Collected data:
★ ★ ★ ★ ★ ★ ★

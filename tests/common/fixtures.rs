//! Engine and scenario fixtures for integration tests.
#![allow(dead_code)]

use std::io::Write;

use panel_flow::app::config::EngineConfig;
use panel_flow::app::engine::FlowEngine;
use panel_flow::domain::definition::DependencyDefinition;
use panel_flow::domain::types::{DataType, InstanceId};
use serde_json::{Value, json};
use tempfile::NamedTempFile;

pub const EMAIL: &str = "email";

/// EmailList provides `email`, EmailDetail consumes it.
pub fn email_engine() -> FlowEngine<Value> {
    email_engine_with(EngineConfig::default())
}

pub fn email_engine_with(config: EngineConfig) -> FlowEngine<Value> {
    let engine = FlowEngine::new(config);
    engine.register_definition(DependencyDefinition::provider("email-list", "EmailList", EMAIL));
    engine.register_definition(DependencyDefinition::consumer("email-detail", "EmailDetail", EMAIL));
    engine
}

/// Register and focus an instance.
pub fn mount(engine: &FlowEngine<Value>, instance: &str, panel: &str, component: &str) {
    engine.register_instance(instance, panel, component);
    engine
        .set_active(&InstanceId::from(instance), true)
        .expect("instance just registered");
}

pub fn email(id: u64) -> Value {
    json!({ "id": id, "subject": format!("message {id}"), "from": "a@example.com" })
}

pub fn iid(s: &str) -> InstanceId {
    InstanceId::from(s)
}

pub fn dt(s: &str) -> DataType {
    DataType::from(s)
}

pub fn scenario_file(body: &str) -> NamedTempFile {
    let mut file = NamedTempFile::new().expect("create temp scenario");
    file.write_all(body.as_bytes()).expect("write scenario");
    file
}

pub const EMAIL_SCENARIO: &str = r#"{
    "definitions": [
        {"id": "email-list", "owner": "EmailList", "data_type": "email", "role": "provider"},
        {"id": "email-detail", "owner": "EmailDetail", "data_type": "email", "role": "consumer"}
    ],
    "steps": [
        {"op": "register_instance", "instance": "list-1", "panel": "left", "component": "EmailList"},
        {"op": "register_instance", "instance": "detail-1", "panel": "right", "component": "EmailDetail"},
        {"op": "activate", "instance": "list-1"},
        {"op": "activate", "instance": "detail-1"},
        {"op": "scan"},
        {"op": "push", "provider": "list-1", "data_type": "email", "data": {"id": 1, "subject": "hello"}}
    ]
}"#;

★ ★ ★ ★ ★ ★ ★

- **Problem**: Display each line of the data where "expect" occurs.

- **Answer section**:
        .expect("instance just registered");
    let mut file = NamedTempFile::new().expect("create temp scenario");
    file.write_all(body.as_bytes()).expect("write scenario");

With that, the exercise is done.